Article Directory
foreword
It is recorded in tf1.x and tf2.x that the convolutional neural network is used to complete the CIFAR-10 data set recognition multi-category task, and the breakpoint training is continued.

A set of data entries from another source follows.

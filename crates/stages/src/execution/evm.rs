//! The EVM seam.
//!
//! The byte-code interpreter is an external collaborator: execution sees
//! it as a function from `(state, transaction, revision)` to an outcome
//! plus state changes applied through the buffered state handle. The
//! transfer-only implementation covers plain value movement and is what
//! the test suites drive blocks through.

use crate::{execution::state::IntraBlockState, StageError};
use alloy_primitives::Address;
use corten_chainspec::Revision;
use corten_consensus::intrinsic_gas;
use corten_primitives::{BlockHeader, Log, Transaction};

/// What executing one transaction produced.
#[derive(Debug, Clone, Default, PartialEq, Eq)]
pub struct ExecutionOutcome {
    /// Whether execution succeeded.
    pub success: bool,
    /// Gas consumed by the transaction.
    pub gas_used: u64,
    /// Logs emitted.
    pub logs: Vec<Log>,
}

/// A transaction executor.
pub trait Evm {
    /// Executes `txn` from `sender` against `state` under `revision`.
    fn execute(
        &mut self,
        state: &mut IntraBlockState<'_>,
        header: &BlockHeader,
        txn: &Transaction,
        sender: Address,
        revision: Revision,
    ) -> Result<ExecutionOutcome, StageError>;
}

/// An executor for chains of plain value transfers: moves `value`, burns
/// intrinsic gas, runs no byte code. Contract creations transfer the
/// endowment to the derived address without deploying code.
#[derive(Debug, Default, Clone, Copy)]
pub struct TransferEvm;

impl Evm for TransferEvm {
    fn execute(
        &mut self,
        state: &mut IntraBlockState<'_>,
        _header: &BlockHeader,
        txn: &Transaction,
        sender: Address,
        revision: Revision,
    ) -> Result<ExecutionOutcome, StageError> {
        let gas_used = intrinsic_gas(txn, revision) as u64;

        let recipient = match txn.to {
            Some(to) => to,
            // the nonce was already bumped for this transaction
            None => sender.create(txn.nonce),
        };
        if !txn.value.is_zero() {
            state.sub_from_balance(sender, txn.value)?;
            state.add_to_balance(recipient, txn.value)?;
        } else {
            state.touch(recipient);
        }

        Ok(ExecutionOutcome { success: true, gas_used, logs: Vec::new() })
    }
}

#[cfg(test)]
mod tests {
    use super::*;
    use crate::execution::state::StateReader;
    use alloy_primitives::{B256, U256};
    use corten_primitives::{Account, TxType};
    use corten_storage::StorageError;

    struct FundedReader(Address, U256);
    impl StateReader for FundedReader {
        fn read_account(&self, address: Address) -> Result<Option<Account>, StorageError> {
            Ok((address == self.0)
                .then(|| Account { balance: self.1, ..Default::default() }))
        }
        fn read_storage(&self, _: Address, _: u64, _: B256) -> Result<B256, StorageError> {
            Ok(B256::ZERO)
        }
        fn read_code(&self, _: B256) -> Result<Option<Vec<u8>>, StorageError> {
            Ok(None)
        }
        fn read_previous_incarnation(&self, _: Address) -> Result<Option<u64>, StorageError> {
            Ok(None)
        }
    }

    #[test]
    fn transfer_moves_value() {
        let sender = Address::repeat_byte(1);
        let recipient = Address::repeat_byte(2);
        let reader = FundedReader(sender, U256::from(1_000_000u64));
        let mut state = IntraBlockState::new(&reader);

        let txn = Transaction {
            tx_type: TxType::Legacy,
            gas_limit: 21_000,
            to: Some(recipient),
            value: U256::from(777u64),
            ..Default::default()
        };
        let outcome = TransferEvm
            .execute(&mut state, &BlockHeader::default(), &txn, sender, Revision::London)
            .unwrap();

        assert!(outcome.success);
        assert_eq!(outcome.gas_used, 21_000);
        assert_eq!(state.get_balance(recipient).unwrap(), U256::from(777u64));
        assert_eq!(
            state.get_balance(sender).unwrap(),
            U256::from(1_000_000u64 - 777)
        );
    }

    #[test]
    fn creation_endows_the_derived_address() {
        let sender = Address::repeat_byte(1);
        let reader = FundedReader(sender, U256::from(10_000u64));
        let mut state = IntraBlockState::new(&reader);

        let txn = Transaction {
            tx_type: TxType::Legacy,
            nonce: 0,
            gas_limit: 60_000,
            to: None,
            value: U256::from(5u64),
            ..Default::default()
        };
        let outcome = TransferEvm
            .execute(&mut state, &BlockHeader::default(), &txn, sender, Revision::London)
            .unwrap();
        assert!(outcome.success);
        assert_eq!(
            state.get_balance(sender.create(0)).unwrap(),
            U256::from(5u64)
        );
    }
}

1. Convolutional neural network CNN
1. Fully connected network: more parameters, slower speed, overfitting
2. Convolutional neural network: each layer is composed of multiple two-dimensional planes, and each plane is composed of multiple independent neurons.
Input layer → (convolutional layer +→Pooling layer?)+→Fully connected layer+
(1) Convolutional layer: Enhance features, reduce noise
#卷积
y = tf.nn.conv2d(x, w, strides, padding) + b
'''
x:输入4维张量[batch,height,weight,channel]
w:[height,weight,input_channel,output_channel]
b:output_channel
strides:每一维步长
'''
#卷积层
tf.keras.layers.Conv2D(filters,#卷积核数目
kernel_size,#卷积核大小
activation,#激活函数
padding#填充方式))
Image⟶ convolution kernel weight matrix feature map image \underset{weight matrix}{\overset{convolution kernel}{\longrightarrow}}feature mapimageweight matrix⟶convolution kernelFeature map
local connection, weight sharing
step size: the number of moving cells of the convolution kernel to obtain output of different sizes (down-sampling)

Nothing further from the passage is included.